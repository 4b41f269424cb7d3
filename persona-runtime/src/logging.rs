//! Tracing subscriber setup.

use persona_core::config::GeneralConfig;
use tracing_subscriber::EnvFilter;

use crate::error::{Result, RuntimeError};

/// The filter used for `config`: `RUST_LOG` if set, else `general.log_level`.
///
/// # Errors
/// Returns [`RuntimeError::Config`] if the configured level does not parse.
pub fn env_filter(config: &GeneralConfig) -> Result<EnvFilter> {
    match EnvFilter::try_from_default_env() {
        Ok(filter) => Ok(filter),
        Err(_) => EnvFilter::try_new(&config.log_level).map_err(|e| {
            RuntimeError::Config(format!("invalid log level '{}': {e}", config.log_level))
        }),
    }
}

/// Install the global subscriber.
///
/// Safe to call more than once; later calls leave the first subscriber in place.
///
/// # Errors
/// Returns [`RuntimeError::Config`] if the configured level does not parse.
pub fn init_tracing(config: &GeneralConfig) -> Result<()> {
    let filter = env_filter(config)?;
    let installed = if config.json_logs {
        tracing_subscriber::fmt()
            .json()
            .with_env_filter(filter)
            .try_init()
            .is_ok()
    } else {
        tracing_subscriber::fmt()
            .with_env_filter(filter)
            .try_init()
            .is_ok()
    };
    if installed {
        tracing::info!(level = %config.log_level, json = config.json_logs, "Tracing initialised");
    }
    Ok(())
}

#[cfg(test)]
mod tests {
    use super::*;

    #[test]
    fn bad_level_is_a_config_error() {
        if std::env::var_os("RUST_LOG").is_some() {
            return;
        }
        let config = GeneralConfig {
            log_level: "persona=loud".to_string(),
            ..GeneralConfig::default()
        };
        assert!(matches!(env_filter(&config), Err(RuntimeError::Config(_))));
    }

    #[test]
    fn init_twice_is_harmless() {
        let config = GeneralConfig::default();
        init_tracing(&config).expect("first");
        init_tracing(&config).expect("second");
    }
}
//! LLM client for OpenAI-compatible and Ollama chat endpoints.

use std::time::{Duration, Instant};

use async_trait::async_trait;
use reqwest::Client;
use serde_json::{Value, json};
use tracing::{debug, warn};

use crate::error::LlmError;
use crate::prompt::PromptEngine;
use crate::types::{
    ChatMessage, GenerationParams, GenerationRequest, GenerationResponse, SummaryRequest,
    ToolDeclaration, ToolInvocation,
};
use crate::{ResponseGenerator, Summarizer};

/// Longest error body kept in [`LlmError::Http`].
const MAX_ERROR_BODY: usize = 300;

/// Backend the client talks to.
#[derive(Debug, Clone, PartialEq, Eq)]
pub enum LlmProvider {
    /// Ollama's `/api/chat`.
    Ollama {
        /// Server base URL.
        base_url: String,
    },
    /// Any `/v1/chat/completions` endpoint.
    OpenAiCompatible {
        /// Server base URL.
        base_url: String,
        /// Bearer token.
        api_key: String,
    },
    /// No backend; every call fails with [`LlmError::Unavailable`].
    None,
}

/// Routes requests to the configured backend.
#[derive(Debug, Clone)]
pub struct LlmClient {
    provider: LlmProvider,
    http: Client,
    timeout_ms: u64,
    summary_params: GenerationParams,
    character_name: String,
    prompts: PromptEngine,
}

impl LlmClient {
    /// Create a client.
    ///
    /// `summary_params` is used for [`Summarizer`] calls; generation requests
    /// carry their own parameters.
    #[must_use]
    pub fn new(provider: LlmProvider, timeout_ms: u64, summary_params: GenerationParams) -> Self {
        Self {
            provider,
            http: Client::new(),
            timeout_ms,
            summary_params,
            character_name: "the character".to_string(),
            prompts: PromptEngine::builtin(),
        }
    }

    /// A client with no backend.
    #[must_use]
    pub fn none() -> Self {
        Self::new(
            LlmProvider::None,
            0,
            GenerationParams {
                model: String::new(),
                max_tokens: 0,
                temperature: 0.0,
            },
        )
    }

    /// Name used in the summary prompt.
    #[must_use]
    pub fn with_character_name(mut self, name: impl Into<String>) -> Self {
        self.character_name = name.into();
        self
    }

    /// Use a custom prompt set.
    #[must_use]
    pub fn with_prompts(mut self, prompts: PromptEngine) -> Self {
        self.prompts = prompts;
        self
    }

    /// Whether a backend is configured.
    #[must_use]
    pub fn is_available(&self) -> bool {
        !matches!(self.provider, LlmProvider::None)
    }

    async fn dispatch(&self, request: &GenerationRequest) -> Result<GenerationResponse, LlmError> {
        let (url, body, api_key) = match &self.provider {
            LlmProvider::None => {
                return Err(LlmError::Unavailable("No LLM provider configured".into()));
            }
            LlmProvider::Ollama { base_url } => (
                format!("{}/api/chat", base_url.trim_end_matches('/')),
                ollama_body(request),
                None,
            ),
            LlmProvider::OpenAiCompatible { base_url, api_key } => (
                format!("{}/v1/chat/completions", base_url.trim_end_matches('/')),
                openai_body(request),
                Some(api_key.as_str()),
            ),
        };

        let start = Instant::now();
        let mut builder = self
            .http
            .post(&url)
            .json(&body)
            .timeout(Duration::from_millis(self.timeout_ms));
        if let Some(key) = api_key {
            builder = builder.bearer_auth(key);
        }

        let resp = builder.send().await.map_err(|e| {
            if e.is_timeout() {
                warn!(url = %url, timeout_ms = self.timeout_ms, "LLM request timed out");
                LlmError::Timeout(self.timeout_ms)
            } else {
                warn!(url = %url, error = %e, "LLM request failed");
                LlmError::from(e)
            }
        })?;

        let status = resp.status();
        if !status.is_success() {
            let body: String = resp
                .text()
                .await
                .unwrap_or_default()
                .chars()
                .take(MAX_ERROR_BODY)
                .collect();
            warn!(status = status.as_u16(), body = %body, "LLM backend returned error");
            return Err(LlmError::Http {
                status: status.as_u16(),
                body,
            });
        }

        let json: Value = resp.json().await?;
        let parsed = match self.provider {
            LlmProvider::Ollama { .. } => parse_ollama_response(&json),
            _ => parse_openai_response(&json),
        }?;

        debug!(
            model = %request.params.model,
            latency_ms = u64::try_from(start.elapsed().as_millis()).unwrap_or(u64::MAX),
            tool_call = matches!(parsed, GenerationResponse::ToolCall(_)),
            "LLM response received"
        );
        Ok(parsed)
    }
}

#[async_trait]
impl ResponseGenerator for LlmClient {
    async fn generate(&self, request: &GenerationRequest) -> Result<GenerationResponse, LlmError> {
        self.dispatch(request).await
    }
}

#[async_trait]
impl Summarizer for LlmClient {
    async fn summarize(&self, request: &SummaryRequest) -> Result<String, LlmError> {
        let (system, user) = self.prompts.summary(
            &self.character_name,
            request.prior_summary.as_deref(),
            &request.messages,
            200,
        );
        let generation = GenerationRequest {
            messages: vec![ChatMessage::system(system), ChatMessage::user(user)],
            params: self.summary_params.clone(),
            tools: Vec::new(),
        };
        match self.dispatch(&generation).await? {
            GenerationResponse::Text(text) if !text.trim().is_empty() => Ok(text.trim().to_string()),
            GenerationResponse::Text(_) => Err(LlmError::ParseError("empty summary".into())),
            GenerationResponse::ToolCall(call) => Err(LlmError::ParseError(format!(
                "summariser answered with tool call '{}'",
                call.name
            ))),
        }
    }
}

// ---------------------------------------------------------------------------
// Wire formats
// ---------------------------------------------------------------------------

fn tools_json(tools: &[ToolDeclaration]) -> Vec<Value> {
    tools
        .iter()
        .map(|t| {
            json!({
                "type": "function",
                "function": {
                    "name": t.name,
                    "description": t.description,
                    "parameters": t.parameters,
                }
            })
        })
        .collect()
}

/// Body for `/v1/chat/completions`.
#[must_use]
pub fn openai_body(request: &GenerationRequest) -> Value {
    let mut body = json!({
        "model": request.params.model,
        "messages": request.messages,
        "max_tokens": request.params.max_tokens,
        "temperature": request.params.temperature,
    });
    if !request.tools.is_empty() {
        body["tools"] = Value::Array(tools_json(&request.tools));
    }
    body
}

/// Body for Ollama's `/api/chat`.
#[must_use]
pub fn ollama_body(request: &GenerationRequest) -> Value {
    let mut body = json!({
        "model": request.params.model,
        "messages": request.messages,
        "stream": false,
        "options": {
            "temperature": request.params.temperature,
            "num_predict": request.params.max_tokens,
        }
    });
    if !request.tools.is_empty() {
        body["tools"] = Value::Array(tools_json(&request.tools));
    }
    body
}

/// Interpret an OpenAI-style completion.
///
/// Tool-call arguments arrive as a JSON-encoded string.
///
/// # Errors
/// Returns [`LlmError::ParseError`] if neither text nor a tool call is present.
pub fn parse_openai_response(json: &Value) -> Result<GenerationResponse, LlmError> {
    let message = &json["choices"][0]["message"];
    if let Some(call) = message["tool_calls"].get(0) {
        let function = &call["function"];
        let name = function["name"]
            .as_str()
            .ok_or_else(|| LlmError::ParseError("tool call without name".into()))?;
        let arguments = match &function["arguments"] {
            Value::String(raw) => serde_json::from_str(raw)
                .map_err(|e| LlmError::ParseError(format!("tool arguments: {e}")))?,
            other => other.clone(),
        };
        return Ok(GenerationResponse::ToolCall(ToolInvocation {
            name: name.to_string(),
            arguments,
        }));
    }
    message["content"]
        .as_str()
        .map(|text| GenerationResponse::Text(text.to_string()))
        .ok_or_else(|| LlmError::ParseError(format!("unexpected response shape: {json}")))
}

/// Interpret an Ollama chat response.
///
/// # Errors
/// Returns [`LlmError::ParseError`] if neither text nor a tool call is present.
pub fn parse_ollama_response(json: &Value) -> Result<GenerationResponse, LlmError> {
    let message = &json["message"];
    if let Some(call) = message["tool_calls"].get(0) {
        let function = &call["function"];
        let name = function["name"]
            .as_str()
            .ok_or_else(|| LlmError::ParseError("tool call without name".into()))?;
        return Ok(GenerationResponse::ToolCall(ToolInvocation {
            name: name.to_string(),
            arguments: function["arguments"].clone(),
        }));
    }
    message["content"]
        .as_str()
        .map(|text| GenerationResponse::Text(text.to_string()))
        .ok_or_else(|| LlmError::ParseError(format!("unexpected response shape: {json}")))
}

#[cfg(test)]
mod tests {
    use super::*;
    use crate::tools::schedule_message_tool;

    fn request(tools: Vec<ToolDeclaration>) -> GenerationRequest {
        GenerationRequest {
            messages: vec![ChatMessage::system("state"), ChatMessage::user("hi")],
            params: GenerationParams {
                model: "m".to_string(),
                max_tokens: 64,
                temperature: 0.5,
            },
            tools,
        }
    }

    #[test]
    fn openai_body_includes_tools_only_when_offered() {
        let body = openai_body(&request(Vec::new()));
        assert!(body.get("tools").is_none());
        assert_eq!(body["messages"][0]["role"], "system");

        let body = openai_body(&request(vec![schedule_message_tool()]));
        assert_eq!(body["tools"][0]["function"]["name"], "schedule_message");
    }

    #[test]
    fn ollama_body_disables_streaming() {
        let body = ollama_body(&request(Vec::new()));
        assert_eq!(body["stream"], false);
        assert_eq!(body["options"]["num_predict"], 64);
    }

    #[test]
    fn parses_openai_text_and_tool_call() {
        let text = json!({"choices": [{"message": {"role": "assistant", "content": "hey!"}}]});
        assert_eq!(
            parse_openai_response(&text).expect("text"),
            GenerationResponse::Text("hey!".into())
        );

        let call = json!({"choices": [{"message": {"content": null, "tool_calls": [{
            "id": "c1",
            "type": "function",
            "function": {"name": "schedule_message", "arguments": "{\"reason\":\"check in\"}"}
        }]}}]});
        match parse_openai_response(&call).expect("tool call") {
            GenerationResponse::ToolCall(inv) => {
                assert_eq!(inv.name, "schedule_message");
                assert_eq!(inv.arguments["reason"], "check in");
            }
            GenerationResponse::Text(t) => panic!("expected tool call, got {t}"),
        }
    }

    #[test]
    fn parses_ollama_tool_call_with_object_arguments() {
        let call = json!({"message": {"role": "assistant", "content": "", "tool_calls": [{
            "function": {"name": "schedule_message", "arguments": {"reason": "goodnight"}}
        }]}});
        match parse_ollama_response(&call).expect("tool call") {
            GenerationResponse::ToolCall(inv) => assert_eq!(inv.arguments["reason"], "goodnight"),
            GenerationResponse::Text(t) => panic!("expected tool call, got {t}"),
        }
    }

    #[test]
    fn malformed_response_is_parse_error() {
        assert!(matches!(
            parse_openai_response(&json!({"error": "nope"})),
            Err(LlmError::ParseError(_))
        ));
    }

    #[tokio::test]
    async fn no_provider_is_unavailable() {
        let client = LlmClient::none();
        assert!(!client.is_available());
        let err = client.generate(&request(Vec::new())).await.expect_err("no backend");
        assert!(matches!(err, LlmError::Unavailable(_)));
    }
}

______________________________

Work order:
Only the lines from the one containing "use tracing_subscriber::EnvFilter;" through the one containing "Err(_) => EnvFilter::try_new(&config.log_level).map_err(|e|" are to be retyped, both boundary lines included, with no other material.

Output for this task:
use tracing_subscriber::EnvFilter;

use crate::error::{Result, RuntimeError};

/// The filter used for `config`: `RUST_LOG` if set, else `general.log_level`.
///
/// # Errors
/// Returns [`RuntimeError::Config`] if the configured level does not parse.
pub fn env_filter(config: &GeneralConfig) -> Result<EnvFilter> {
    match EnvFilter::try_from_default_env() {
        Ok(filter) => Ok(filter),
        Err(_) => EnvFilter::try_new(&config.log_level).map_err(|e| {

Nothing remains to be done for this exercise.